I vote for none of the above. Perhaps it's not the best analogy, but consider the amphetamine problem in Thailand. Most estimates are that 80+% of the labor force there is hopped up on amphetamine. It's so pervasive that the wink/nod from employers is that if you can't keep up with the other laborers going 48 hours straight, then you don't get a job. That being the case, the laborers make the assumption it's just the way it is, it's a practical job requirement, sources are provided through the workplace, and for the most part, nobody ever gets busted. So you do what you gotta do for a job that will pay you several times what you could otherwise make, if you could even get another job at all.
What percentage of pro cyclists who avail themselves of doping do you figure get busted? And lose their jobs as a result? I'd put it at less than 1%. Even for those guys, by the time they do get busted, they've made more money in a few years than they'd make in a lifetime at the next best job they could get hired to do. And they've gotten the joy of a job they dreamed of. From a health perspective, perhaps stupid. From a chasing-the-dream, employment standpoint, in real-world, accepting the world as it is, not how we wish it was, hardly.
What do these young cyclists know? They know when the come to a team the team has a program. They know the program keeps the large majority of guys clear of any problems with authorities. Beyond that, they know if they're not on the program, they won't be on the team long. (Just like the Thai worker whose expected to go 48 hours straight without sleeping knows he won't be in that job for very long going about it "naturally").
Is this guy really "stupid"? I'd say not. He's doing what he needs to do to have the job he dreams of. He's doing what hundreds and hundreds of other guys do every day. You can hang a moral judgment on him, but as for the rationality of his actions, it seems what constitutes "stupid" depends on life circumstance and individual position in life.
Is he really "a liar" when he says he simply held his arm out and let the doctors apply the program? Or a liar when he says at some point when you're in that position, on some level you've got to simply trust the doctors? I think not. I think that's the absolute truth, and I think that same truth applies in one way or another to all of us in some arena or facet of our lives.
Yeah, I'd do it differently in his shoes, but that doesn't mean I'm "smart" and he's "stupid," and it doesn't make him "a liar" because the nature of his business was set up to maintain plausible deniability for people in his position, and he went along with the exact same set of unwritten rules as the overwhelming majority of guys in his industry, and all the guys in his own company.
If we're honest about it, there is all kinds of cheating, stealing, and illegality all over the world in most businesses, and the institutions themselves set up a similar model of plausible deniability.
QUOTE(D-Queued @ Sep 18 2009, 10:03 AM)

"If we get the evidence we will move on it and complete the process no matter how painful," the UCI head Pat McQuaid told the Guardian. "It has to be done for the integrity of the sport. The message has to get out to anyone who thinks they can get away with [doping] that there are other means to catch people and [a police investigation] is one of them."

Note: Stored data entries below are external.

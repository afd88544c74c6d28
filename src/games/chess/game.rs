//! Full-game state machine with status tracking and undo.
//!
//! ## Status
//!
//! Re-evaluated after every completed move, in this order:
//! 1. no legal moves: checkmate if in check, otherwise stalemate
//! 2. fifty-move rule
//! 3. threefold repetition
//! 4. insufficient material
//!
//! Terminal statuses reject further moves.
//!
//! ## Undo
//!
//! Every move pushes a snapshot of the board, status and repetition table
//! onto an `im::Vector`. The repetition table is an `im::HashMap`, so a
//! snapshot costs O(1) to take and restoring one is exact.

use im::{HashMap as ImHashMap, Vector};
use serde::{Deserialize, Serialize};
use tracing::debug;

use super::board::Board;
use super::execute::{execute_move, insufficient_material, resolve_promotion};
use super::movegen::{has_legal_move, is_in_check, legal_moves, MoveList};
use super::types::{Color, PieceKind, Square};
use crate::core::{InvalidAction, RuleResult};

/// Where a game stands.
#[derive(Clone, Copy, Debug, PartialEq, Eq, Hash, Serialize, Deserialize)]
pub enum GameStatus {
    Playing,
    /// The side to move is in check but has a reply.
    Check,
    /// A pawn reached the last rank and waits for a piece choice.
    AwaitingPromotion,
    Checkmate { winner: Color },
    Stalemate,
    DrawByRepetition,
    DrawByFiftyMove,
    DrawByInsufficientMaterial,
}

impl GameStatus {
    /// True once the game is over.
    #[must_use]
    pub fn is_terminal(self) -> bool {
        !matches!(
            self,
            GameStatus::Playing | GameStatus::Check | GameStatus::AwaitingPromotion
        )
    }

    /// True for every drawn ending.
    #[must_use]
    pub fn is_draw(self) -> bool {
        matches!(
            self,
            GameStatus::Stalemate
                | GameStatus::DrawByRepetition
                | GameStatus::DrawByFiftyMove
                | GameStatus::DrawByInsufficientMaterial
        )
    }
}

/// Which automatic draws are enforced.
#[derive(Clone, Copy, Debug, PartialEq, Eq, Serialize, Deserialize)]
pub struct DrawRules {
    /// Halfmove clock value that ends the game (`None` disables the rule).
    pub fifty_move_limit: Option<u32>,
    /// Occurrences of one position that end the game (`None` disables).
    pub repetition_limit: Option<u32>,
    /// Whether dead positions end the game.
    pub insufficient_material: bool,
}

impl Default for DrawRules {
    fn default() -> Self {
        Self {
            fifty_move_limit: Some(100),
            repetition_limit: Some(3),
            insufficient_material: true,
        }
    }
}

impl DrawRules {
    /// No automatic draws; only mate and stalemate end the game.
    #[must_use]
    pub fn none() -> Self {
        Self {
            fifty_move_limit: None,
            repetition_limit: None,
            insufficient_material: false,
        }
    }

    #[must_use]
    pub fn with_fifty_move_limit(mut self, halfmoves: Option<u32>) -> Self {
        self.fifty_move_limit = halfmoves;
        self
    }

    #[must_use]
    pub fn with_repetition_limit(mut self, occurrences: Option<u32>) -> Self {
        self.repetition_limit = occurrences;
        self
    }

    #[must_use]
    pub fn with_insufficient_material(mut self, enabled: bool) -> Self {
        self.insufficient_material = enabled;
        self
    }
}

#[derive(Clone, Debug, Serialize, Deserialize)]
struct Snapshot {
    board: Board,
    status: GameStatus,
    repetitions: ImHashMap<u64, u32>,
}

/// A chess game in progress.
#[derive(Clone, Debug, Serialize, Deserialize)]
pub struct ChessGame {
    board: Board,
    status: GameStatus,
    repetitions: ImHashMap<u64, u32>,
    history: Vector<Snapshot>,
    rules: DrawRules,
}

impl ChessGame {
    /// A new game from the standard position with the standard draw rules.
    #[must_use]
    pub fn new() -> Self {
        Self::start(Board::standard(), DrawRules::default())
    }

    /// A new game from the standard position with custom draw rules.
    #[must_use]
    pub fn with_rules(rules: DrawRules) -> Self {
        Self::start(Board::standard(), rules)
    }

    /// A game continuing from an arbitrary position.
    pub fn from_board(board: Board, rules: DrawRules) -> RuleResult<Self> {
        board.validate()?;
        Ok(Self::start(board, rules))
    }

    fn start(board: Board, rules: DrawRules) -> Self {
        let mut repetitions = ImHashMap::new();
        repetitions.insert(board.position_hash(), 1);
        let status = if board.pending_promotion.is_some() {
            GameStatus::AwaitingPromotion
        } else {
            evaluate(&board, &repetitions, &rules)
        };
        Self {
            board,
            status,
            repetitions,
            history: Vector::new(),
            rules,
        }
    }

    #[must_use]
    pub fn board(&self) -> &Board {
        &self.board
    }

    #[must_use]
    pub fn status(&self) -> GameStatus {
        self.status
    }

    #[must_use]
    pub fn draw_rules(&self) -> &DrawRules {
        &self.rules
    }

    /// Number of moves that can be undone.
    #[must_use]
    pub fn history_len(&self) -> usize {
        self.history.len()
    }

    /// How often the current position has occurred.
    #[must_use]
    pub fn repetition_count(&self) -> u32 {
        self.repetitions
            .get(&self.board.position_hash())
            .copied()
            .unwrap_or(0)
    }

    /// Legal moves from `square`; empty once the game is over.
    #[must_use]
    pub fn legal_moves(&self, square: Square) -> MoveList {
        if self.status.is_terminal() {
            return MoveList::new();
        }
        legal_moves(&self.board, square)
    }

    /// Play a move. Returns the new status.
    ///
    /// A pawn move to the last rank returns `AwaitingPromotion`; finish it
    /// with [`promote`](Self::promote).
    pub fn make_move(&mut self, from: Square, to: Square) -> RuleResult<GameStatus> {
        if self.status.is_terminal() {
            return Err(InvalidAction::GameOver.into());
        }
        let next = execute_move(&self.board, from, to)?;

        self.history.push_back(Snapshot {
            board: self.board.clone(),
            status: self.status,
            repetitions: self.repetitions.clone(),
        });
        self.board = next;

        if self.board.pending_promotion.is_some() {
            self.status = GameStatus::AwaitingPromotion;
        } else {
            self.complete_move();
        }
        Ok(self.status)
    }

    /// Choose the piece for a pending promotion. Returns the new status.
    pub fn promote(&mut self, kind: PieceKind) -> RuleResult<GameStatus> {
        self.board = resolve_promotion(&self.board, kind)?;
        self.complete_move();
        Ok(self.status)
    }

    /// Take back the last move, including a pending or resolved promotion.
    pub fn undo(&mut self) -> RuleResult<()> {
        let snapshot = self
            .history
            .pop_back()
            .ok_or(InvalidAction::NothingToUndo)?;
        self.board = snapshot.board;
        self.status = snapshot.status;
        self.repetitions = snapshot.repetitions;
        Ok(())
    }

    fn complete_move(&mut self) {
        let seen = self
            .repetitions
            .entry(self.board.position_hash())
            .or_insert(0);
        *seen = seen.saturating_add(1);
        self.status = evaluate(&self.board, &self.repetitions, &self.rules);
        if self.status.is_terminal() {
            debug!(status = ?self.status, fen = %self.board.to_fen(), "chess game over");
        }
    }
}

impl Default for ChessGame {
    fn default() -> Self {
        Self::new()
    }
}

fn evaluate(board: &Board, repetitions: &ImHashMap<u64, u32>, rules: &DrawRules) -> GameStatus {
    let side = board.side_to_move;
    let in_check = is_in_check(board, side);

    if !has_legal_move(board) {
        return if in_check {
            GameStatus::Checkmate {
                winner: side.opponent(),
            }
        } else {
            GameStatus::Stalemate
        };
    }

    if rules
        .fifty_move_limit
        .is_some_and(|limit| board.halfmove_clock >= limit)
    {
        return GameStatus::DrawByFiftyMove;
    }

    let seen = repetitions
        .get(&board.position_hash())
        .copied()
        .unwrap_or(0);
    if rules.repetition_limit.is_some_and(|limit| seen >= limit) {
        return GameStatus::DrawByRepetition;
    }

    if rules.insufficient_material && insufficient_material(board) {
        return GameStatus::DrawByInsufficientMaterial;
    }

    if in_check {
        GameStatus::Check
    } else {
        GameStatus::Playing
    }
}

May I take a crack at translation?
"If we get the evidence we will move on it ..." => We ain't doin' squat until I find out how I can play this thing. Gotta call up the powers that be and pay my salary and find out whether I should protect these small fry or whether covering up for them isn't worth the effort.
"... no matter how painful." => ... no matter how much I'd rather be off sipping roostertails on the French Riviera instead of stuck fooling around with pointless paperwork.
"It has to be done for the integrity of the sport." => It has to be done to keep up the con job of integrity in our anti-doping public relations campaign. And at the moment, I'm thinking the big-boys in my club (read: ProTour team owners and management) won't mind if I throw out a sacrificial lamb from among the Continental team ranks.
"The message has to get out ..." => The message I want you to print on my behalf and circulate to the world as principal aim in my con-job p.r. campaign is ...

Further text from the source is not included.